Figure 9. Analysis of four TRPGs for the prognostic signature, and their correlations of tumor immune infiltrating cells and therapeutic drugs. (A)The boxplot showed the relationship among ACSL3, ADH1B, ALDH2, and HADHA expression and grade stratification. (B) The boxplot depicts the correlation of ACSL3, ADH1B, ALDH2, and HADHA expression and T stage. (C) The correlation of five TRPGs and TME score. (D) The relationship between five TRPGs and 23 activated immune cells. (E) The correlation of four TRPGs and immune checkpoints. (F) The relationship between four TRPGs and common therapeutic drugs for HCC. *p<0.05, **p < 0.01. TRPGs, tryptophan metabolism-related genes; TME, tumor microenvironment.

In addition, we validated the biological functions of four prognostic TRPGs in HCC cell line. We used the western blotting analysis to indicate the knockdown effect of the siRNAs of ACSL3, ADH1B, ALDH2, and HADHA (Supplementary Figure 2A). The colony formation assay exhibited that depletion of ACSL3 and HADHA suppressed proliferation capacity of LM3 cells, while depletion of ALDH2 promoted the colony formation ability. The depletion of ADH1B didn’t influence the colony formation ability remarkably. Consistently, the similar results showed in cancer cell migration (Figure 10A). Meanwhile, we performed IHC analysis in 77 HCC patients (Supplementary Figure 2B). Results of IHC analysis demonstrated that ACSL3, and HADHA were highly expressed in HCC tissues. On the contrary, ADH1B and ALDH2 were highly expressed in adjacent normal tissues (Figure 10B).

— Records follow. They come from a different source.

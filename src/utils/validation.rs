//! Centralized validation: input limits and the curation error taxonomy.
//!
//! Every validation problem found while reconciling a TPF with an AGP is
//! recorded in an [`ErrorCollector`] as an [`ErrorRecord`] of some
//! [`ErrorKind`]. Parsing-stage problems (coordinate typos, scaffolds missing
//! from the TPF) are checked straight away; everything else accumulates so a
//! single run reports as many independent problems as possible before the
//! final gate refuses to write output.

use serde::Serialize;

/// Maximum number of records accepted from a single input file (DOS protection)
pub const MAX_RECORDS: usize = 1_000_000;

/// Check if adding another record would exceed the maximum allowed.
///
/// Call this with the current count BEFORE adding a new record.
/// Returns an error message if adding would exceed the limit, None if safe to add.
#[must_use]
pub fn check_record_limit(count: usize) -> Option<String> {
    if count >= MAX_RECORDS {
        Some(format!(
            "Too many records: adding another would exceed maximum of {MAX_RECORDS}"
        ))
    } else {
        None
    }
}

/// Kinds of problems the curation pipeline can report
#[derive(Debug, Clone, Copy, PartialEq, Eq, Hash, Serialize)]
#[serde(rename_all = "snake_case")]
pub enum ErrorKind {
    /// Non-monotonic or inverted coordinates in the TPF
    CoordinateTypo,
    /// A scaffold referenced by the AGP is absent from the TPF
    ScaffoldSyncMismatch,
    /// One AGP entry tagged both `HAPLOTIG` and `UNLOC`
    HaplotigUnlocConflict,
    /// More than two distinct sex letters referenced
    TooManySexChromosomes,
    /// A disallowed heterogametic letter pair (ZX, WX, ZY)
    InvalidSexCombination,
    /// A sex letter on several chromosomes, or a chromosome with several letters
    AmbiguousSexAssignment,
    /// A haplotig painted into a heterogametic sex chromosome
    HeterogameticHaplotigConflict,
    /// An unloc found strictly inside a chromosome
    InternalUnloc,
    /// Chunk and layout-entry counts disagree; reported, never fatal
    CountDiscrepancy,
}

impl ErrorKind {
    pub fn is_fatal(self) -> bool {
        !matches!(self, Self::CountDiscrepancy)
    }

    /// What the curator should fix before rerunning
    pub fn remedy(self) -> &'static str {
        match self {
            Self::CoordinateTypo => "PLEASE FIX TPF COORDINATES AND RERUN",
            Self::ScaffoldSyncMismatch => "AGP AND TPF ARE NOT IN SYNC",
            Self::InternalUnloc => "PLEASE MOVE UNLOCS TO CHROMOSOME ENDS AND RERUN",
            Self::CountDiscrepancy => "A BREAK MAY HAVE BEEN MISSED",
            Self::HaplotigUnlocConflict
            | Self::TooManySexChromosomes
            | Self::InvalidSexCombination
            | Self::AmbiguousSexAssignment
            | Self::HeterogameticHaplotigConflict => "PLEASE FIX AGP TAGS AND RERUN",
        }
    }
}

impl std::fmt::Display for ErrorKind {
    fn fmt(&self, f: &mut std::fmt::Formatter<'_>) -> std::fmt::Result {
        let name = match self {
            Self::CoordinateTypo => "coordinate typo",
            Self::ScaffoldSyncMismatch => "scaffold sync mismatch",
            Self::HaplotigUnlocConflict => "haplotig/unloc conflict",
            Self::TooManySexChromosomes => "too many sex chromosomes",
            Self::InvalidSexCombination => "invalid sex chromosome combination",
            Self::AmbiguousSexAssignment => "ambiguous sex chromosome assignment",
            Self::HeterogameticHaplotigConflict => "haplotig in heterogametic sex chromosome",
            Self::InternalUnloc => "internal unloc",
            Self::CountDiscrepancy => "count discrepancy",
        };
        write!(f, "{name}")
    }
}

/// All messages recorded for one kind of problem
#[derive(Debug, Clone, PartialEq, Eq, Serialize)]
pub struct ErrorRecord {
    pub kind: ErrorKind,
    pub messages: Vec<String>,
}

impl std::fmt::Display for ErrorRecord {
    fn fmt(&self, f: &mut std::fmt::Formatter<'_>) -> std::fmt::Result {
        writeln!(f, "{}:", self.kind)?;
        for message in &self.messages {
            writeln!(f, "  {message}")?;
        }
        write!(f, ">>> {} <<<", self.kind.remedy())
    }
}

/// Accumulates error records for one run, in first-reported kind order
#[derive(Debug, Clone, Default)]
pub struct ErrorCollector {
    records: Vec<ErrorRecord>,
}

impl ErrorCollector {
    pub fn new() -> Self {
        Self::default()
    }

    /// Append a message to the record of this kind, creating it if needed
    pub fn push(&mut self, kind: ErrorKind, message: impl Into<String>) {
        let message = message.into();
        match self.records.iter_mut().find(|r| r.kind == kind) {
            Some(record) => record.messages.push(message),
            None => self.records.push(ErrorRecord {
                kind,
                messages: vec![message],
            }),
        }
    }

    pub fn has_fatal(&self) -> bool {
        self.records.iter().any(|r| r.kind.is_fatal())
    }

    /// Whether any message of this kind has been recorded
    pub fn contains(&self, kind: ErrorKind) -> bool {
        self.records.iter().any(|r| r.kind == kind)
    }

    /// Records that abort the run
    pub fn fatal(&self) -> Vec<ErrorRecord> {
        self.records
            .iter()
            .filter(|r| r.kind.is_fatal())
            .cloned()
            .collect()
    }

    /// Records that are reported but never abort
    pub fn warnings(&self) -> Vec<ErrorRecord> {
        self.records
            .iter()
            .filter(|r| !r.kind.is_fatal())
            .cloned()
            .collect()
    }

    pub fn records(&self) -> &[ErrorRecord] {
        &self.records
    }

    pub fn is_empty(&self) -> bool {
        self.records.is_empty()
    }
}

#[cfg(test)]
mod tests {
    use super::*;

    #[test]
    fn test_check_record_limit() {
        assert!(check_record_limit(0).is_none());
        assert!(check_record_limit(MAX_RECORDS - 1).is_none());
        assert!(check_record_limit(MAX_RECORDS).is_some());
    }

    #[test]
    fn test_collector_groups_by_kind() {
        let mut errors = ErrorCollector::new();
        errors.push(ErrorKind::CountDiscrepancy, "Scaffold_1: 2 vs 1");
        errors.push(ErrorKind::HaplotigUnlocConflict, "scaffold_3");
        errors.push(ErrorKind::CountDiscrepancy, "Scaffold_2: 3 vs 2");

        assert_eq!(errors.records().len(), 2);
        assert_eq!(errors.records()[0].messages.len(), 2);
        assert!(errors.has_fatal());
        assert_eq!(errors.fatal().len(), 1);
        assert_eq!(errors.warnings()[0].kind, ErrorKind::CountDiscrepancy);
    }

    #[test]
    fn test_count_discrepancy_is_not_fatal() {
        let mut errors = ErrorCollector::new();
        errors.push(ErrorKind::CountDiscrepancy, "scaffold_1");
        assert!(!errors.has_fatal());
        assert!(errors.contains(ErrorKind::CountDiscrepancy));
    }

    #[test]
    fn test_record_display_includes_remedy() {
        let record = ErrorRecord {
            kind: ErrorKind::TooManySexChromosomes,
            messages: vec!["X Y Z".to_string()],
        };
        let text = record.to_string();
        assert!(text.contains("X Y Z"));
        assert!(text.contains("PLEASE FIX AGP TAGS AND RERUN"));
    }
}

Survival analysis indicated that high ACSL3 protein levels and low ADH1B or ALDH2 protein levels were associated with poor prognosis (Figure 10C).

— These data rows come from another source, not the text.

use indexmap::IndexMap;
use std::collections::HashMap;

use crate::core::types::{Orientation, SexLetter, TagSet};

/// One component row of a PretextView AGP: a scaffold range placed on a chromosome
#[derive(Debug, Clone, PartialEq, Eq)]
pub struct LayoutEntry {
    /// Target chromosome (AGP object), e.g. `Scaffold_1`
    pub chromosome: String,
    pub target_start: u64,
    pub target_end: u64,
    pub part: String,
    pub scaffold: String,
    pub scaffold_start: u64,
    pub scaffold_end: u64,
    pub orientation: Orientation,
    pub tags: TagSet,

    /// 1-based line number in the input AGP
    pub line: usize,
}

impl LayoutEntry {
    /// Size of the fragment in target space (`target_end - target_start`)
    pub fn fragment_size(&self) -> u64 {
        self.target_end.saturating_sub(self.target_start)
    }

    /// Key used to find this entry's tags again from a scaffold range
    pub fn tag_key(&self) -> TagKey {
        (self.scaffold.clone(), self.scaffold_start, self.scaffold_end)
    }
}

impl std::fmt::Display for LayoutEntry {
    fn fmt(&self, f: &mut std::fmt::Formatter<'_>) -> std::fmt::Result {
        write!(
            f,
            "{}\t{}\t{}\t{}\tW\t{}\t{}\t{}\t{}",
            self.chromosome,
            self.target_start,
            self.target_end,
            self.part,
            self.scaffold,
            self.scaffold_start,
            self.scaffold_end,
            self.orientation.agp_token()
        )?;
        for tag in self.tags.iter() {
            write!(f, "\t{tag}")?;
        }
        Ok(())
    }
}

/// (scaffold, scaffold start, scaffold end)
pub type TagKey = (String, u64, u64);

/// A parsed AGP, split into entries that drive the reassembly and those
/// discarded as snapping artefacts
#[derive(Debug, Clone, Default)]
pub struct Layout {
    /// Kept entries per chromosome, in input order
    pub chromosomes: IndexMap<String, Vec<LayoutEntry>>,

    /// Entries dropped by the fragment-size filter, in input order
    pub discarded: Vec<LayoutEntry>,

    /// Low scaffold coordinates of discarded entries, per scaffold
    pub discards: IndexMap<String, Vec<u64>>,

    /// Tags of kept entries keyed by scaffold range
    pub tags: HashMap<TagKey, TagSet>,

    /// Chromosomes referencing each sex letter, in first-seen order
    pub sex_chromosomes: IndexMap<SexLetter, Vec<String>>,

    /// Chromosomes carrying at least one haplotig-tagged entry
    pub haplotig_chromosomes: Vec<String>,
}

impl Layout {
    /// All kept entries, chromosome by chromosome
    pub fn entries(&self) -> impl Iterator<Item = &LayoutEntry> {
        self.chromosomes.values().flatten()
    }

    /// Kept entries grouped by the scaffold they reference, in first-seen order
    pub fn entries_by_scaffold(&self) -> IndexMap<&str, Vec<&LayoutEntry>> {
        let mut by_scaffold: IndexMap<&str, Vec<&LayoutEntry>> = IndexMap::new();
        for entry in self.entries() {
            by_scaffold
                .entry(entry.scaffold.as_str())
                .or_default()
                .push(entry);
        }
        by_scaffold
    }

    /// Whether `divider + 1` is the start of a discarded fragment on this scaffold
    pub fn explains_divider(&self, scaffold: &str, divider: u64) -> bool {
        self.discards
            .get(scaffold)
            .is_some_and(|lows| lows.contains(&(divider + 1)))
    }

    /// The sex letter a chromosome was assigned, if any
    pub fn sex_of(&self, chromosome: &str) -> Option<SexLetter> {
        self.sex_chromosomes
            .iter()
            .find(|(_, chroms)| chroms.iter().any(|c| c == chromosome))
            .map(|(letter, _)| *letter)
    }

    pub fn entry_count(&self) -> usize {
        self.chromosomes.values().map(Vec::len).sum()
    }
}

Validation of the four prognostic genes in functional analysis and clinical data. (A) The colony formation and migration analysis of LM3 cell depletion with ACSL3, ADH1B, ALDH2, and HADHA. (B) Immunohistochemistry analysis of ACSL3, ADH1B, ALDH2, and HADHA in HCC tissues. (C) The high expression level of ACSL3 and the low expression level of ALDH2 and HADHA were associated with a poor prognosis. The Cox proportion hazards model was used to understand the significance between the two groups.

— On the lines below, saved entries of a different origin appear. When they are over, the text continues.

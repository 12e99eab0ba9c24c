use indexmap::IndexMap;
use serde::Serialize;
use std::collections::HashSet;
use tracing::warn;

use crate::core::layout::Layout;
use crate::core::record::total_length;
use crate::core::timeline::{TilingPath, Timeline};
use crate::curation::breaks::{BreakPoint, BreakResolution};
use crate::curation::chunks::ChunkSet;
use crate::curation::reassembly::Reassembly;
use crate::utils::format::InterventionBand;
use crate::utils::validation::{ErrorCollector, ErrorKind};

/// Layout entries and TPF chunks that failed to line up one-to-one
#[derive(Debug, Clone, PartialEq, Eq, Serialize)]
pub struct CountMismatch {
    /// Chromosome or scaffold name
    pub name: String,
    pub agp_count: usize,
    pub tpf_count: usize,
}

impl std::fmt::Display for CountMismatch {
    fn fmt(&self, f: &mut std::fmt::Formatter<'_>) -> std::fmt::Result {
        write!(
            f,
            "{}:\tagp count:\t{}\ttpf count:\t{}",
            self.name, self.agp_count, self.tpf_count
        )
    }
}

/// Everything non-fatal a curator should look at after a run
#[derive(Debug, Clone, Default, Serialize)]
pub struct DiscrepancyReport {
    /// Dividers with no matching TPF component and no discard to explain them
    pub synthesized_breaks: Vec<BreakPoint>,

    /// Unmatched dividers explained by a discarded fragment
    pub explained_dividers: Vec<(String, u64)>,

    /// AGP lines dropped by the fragment-size filter
    pub discarded_entries: Vec<String>,

    /// Shrapnel regions dropped because they were already emitted
    pub duplicate_shrapnel: Vec<String>,

    pub count_mismatches: Vec<CountMismatch>,

    /// Input regions found in neither output
    pub missing_components: Vec<String>,

    /// Regions emitted more than once across both outputs
    pub duplicated_components: Vec<String>,
}

impl DiscrepancyReport {
    pub fn is_empty(&self) -> bool {
        self.synthesized_breaks.is_empty()
            && self.discarded_entries.is_empty()
            && self.duplicate_shrapnel.is_empty()
            && self.count_mismatches.is_empty()
            && self.missing_components.is_empty()
            && self.duplicated_components.is_empty()
    }
}

/// Start a report from the break resolution and the layout's discards
pub fn discrepancy_report(layout: &Layout, resolution: &BreakResolution) -> DiscrepancyReport {
    DiscrepancyReport {
        synthesized_breaks: resolution.synthesized().cloned().collect(),
        explained_dividers: resolution.explained.clone(),
        discarded_entries: layout.discarded.iter().map(ToString::to_string).collect(),
        ..DiscrepancyReport::default()
    }
}

/// Compare layout entries with chunks, per chromosome (entries vs chunks
/// placed) and per scaffold (entries vs chunks cut). Each mismatch is
/// recorded as a non-fatal [`ErrorKind::CountDiscrepancy`].
pub fn count_discrepancies(
    layout: &Layout,
    reassembly: &Reassembly,
    chunks: &ChunkSet,
    errors: &mut ErrorCollector,
) -> Vec<CountMismatch> {
    let mut mismatches = Vec::new();

    for (chromosome, entries) in &layout.chromosomes {
        let placed = reassembly.placements_on(chromosome).count();
        if placed != entries.len() {
            mismatches.push(CountMismatch {
                name: chromosome.clone(),
                agp_count: entries.len(),
                tpf_count: placed,
            });
        }
    }

    for (scaffold, entries) in layout.entries_by_scaffold() {
        let cut = chunks.for_scaffold(scaffold).len();
        if cut != entries.len() {
            mismatches.push(CountMismatch {
                name: scaffold.to_string(),
                agp_count: entries.len(),
                tpf_count: cut,
            });
        }
    }

    for mismatch in &mismatches {
        warn!("Possible missed break: {mismatch}");
        errors.push(ErrorKind::CountDiscrepancy, mismatch.to_string());
    }
    mismatches
}

/// Input regions missing from, and regions repeated across, the two outputs
pub fn audit_components(
    path: &TilingPath,
    main: &[Timeline],
    haplotigs: &[Timeline],
) -> (Vec<String>, Vec<String>) {
    let mut seen: IndexMap<String, usize> = IndexMap::new();
    for component in main.iter().chain(haplotigs).flat_map(Timeline::components) {
        *seen.entry(component.region()).or_default() += 1;
    }

    let missing: Vec<String> = path
        .components()
        .map(|c| c.region())
        .filter(|r| !seen.contains_key(r))
        .collect();
    let duplicated: Vec<String> = seen
        .into_iter()
        .filter(|(_, n)| *n > 1)
        .map(|(r, _)| r)
        .collect();

    for region in &missing {
        warn!("Component missing from output: {region}");
    }
    for region in &duplicated {
        warn!("Component emitted more than once: {region}");
    }
    (missing, duplicated)
}

/// Summary numbers for a curation run
#[derive(Debug, Clone, Serialize)]
pub struct CurationStats {
    pub input_bases: u64,
    pub output_bases: u64,
    pub haplotig_bases: u64,
    pub texel: u64,

    /// Layout entries revisiting an already placed scaffold
    pub layout_breaks: usize,

    /// Breaks resolved against the TPF
    pub resolved_breaks: usize,

    pub joins: usize,
    pub haplotigs: usize,
    pub unlocs: usize,

    /// `X`, `ZW`, `XY`, ... if any sex chromosome was tagged
    pub sex_chromosomes: Option<String>,

    pub interventions_per_gb: f64,
    pub band: InterventionBand,
}

impl CurationStats {
    #[allow(clippy::cast_precision_loss, clippy::too_many_arguments)]
    pub fn new(
        path: &TilingPath,
        layout: &Layout,
        resolved_breaks: usize,
        joins: usize,
        main: &[Timeline],
        haplotigs: &[Timeline],
        unlocs: usize,
    ) -> Self {
        let layout_breaks = layout_breaks(layout);
        let interventions_per_gb = interventions_per_gb(layout_breaks + joins, path.total_bases);

        Self {
            input_bases: path.total_bases,
            output_bases: main.iter().map(|t| total_length(&t.records)).sum(),
            haplotig_bases: haplotigs.iter().map(|t| total_length(&t.records)).sum(),
            texel: path.texel,
            layout_breaks,
            resolved_breaks,
            joins,
            haplotigs: haplotigs.len(),
            unlocs,
            sex_chromosomes: sex_summary(layout),
            interventions_per_gb,
            band: InterventionBand::from_rate(interventions_per_gb),
        }
    }

    /// Whether both ways of counting breaks agree
    pub fn breaks_agree(&self) -> bool {
        self.layout_breaks == self.resolved_breaks
    }
}

/// Kept entries referencing a scaffold that an earlier entry already placed
pub fn layout_breaks(layout: &Layout) -> usize {
    let mut scaffolds = HashSet::new();
    layout
        .entries()
        .filter(|e| !scaffolds.insert(e.scaffold.as_str()))
        .count()
}

/// `(breaks + joins) / gigabases`, to one decimal place
#[allow(clippy::cast_precision_loss)]
pub fn interventions_per_gb(interventions: usize, total_bases: u64) -> f64 {
    if total_bases == 0 {
        return 0.0;
    }
    let rate = interventions as f64 / (total_bases as f64 / 1e9);
    (rate * 10.0).round() / 10.0
}

/// Short description of the sex chromosome system tagged in the layout
pub fn sex_summary(layout: &Layout) -> Option<String> {
    let letters: Vec<String> = layout
        .sex_chromosomes
        .keys()
        .map(ToString::to_string)
        .collect();
    match letters.as_slice() {
        [one] => Some(one.clone()),
        [_, _] if letters.iter().any(|l| l == "W") => Some("ZW".to_string()),
        [_, _] if letters.iter().any(|l| l == "Y") => Some("XY".to_string()),
        _ => None,
    }
}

Figure 10. Validation of the four prognostic genes in functional analysis and clinical data. (A) The colony formation and migration analysis of LM3 cell depletion with ACSL3, ADH1B, ALDH2, and HADHA. (B) Immunohistochemistry analysis of ACSL3, ADH1B, ALDH2, and HADHA in HCC tissues. (C) The high expression level of ACSL3 and the low expression level of ALDH2 and HADHA were associated with a poor prognosis. The Cox proportion hazards model was used to understand the significance between the two groups.

Discussion

HCC was a highly aggressive tumor which is induced by muti-factors [26]. It occurred in patients with underlying liver disease, mainly caused by hepatitis virus infection or alcohol abuse [27]. However, the prevalence of nonalcoholic fatty liver disease (NAFLD), which in conjunction with metabolic syndrome and obesity significantly increases the risk of NAFLD, was poised to become a leading cause of hepatocellular carcinoma worldwide [28, 29]. Trp metabolism played a vital role in substance catabolism. Recently, many research have reported on the diverse functions of Trp metabolites in neurophysiology and immunology [12, 30]. Moreover, a growing number of studies indicated disturbance of Trp metabolites involved deeply in disease development and tumorigenesis [31]. Therefore, profiling the molecular features of TRPGs and their influences on the tumor immune environment was crucial in HCC.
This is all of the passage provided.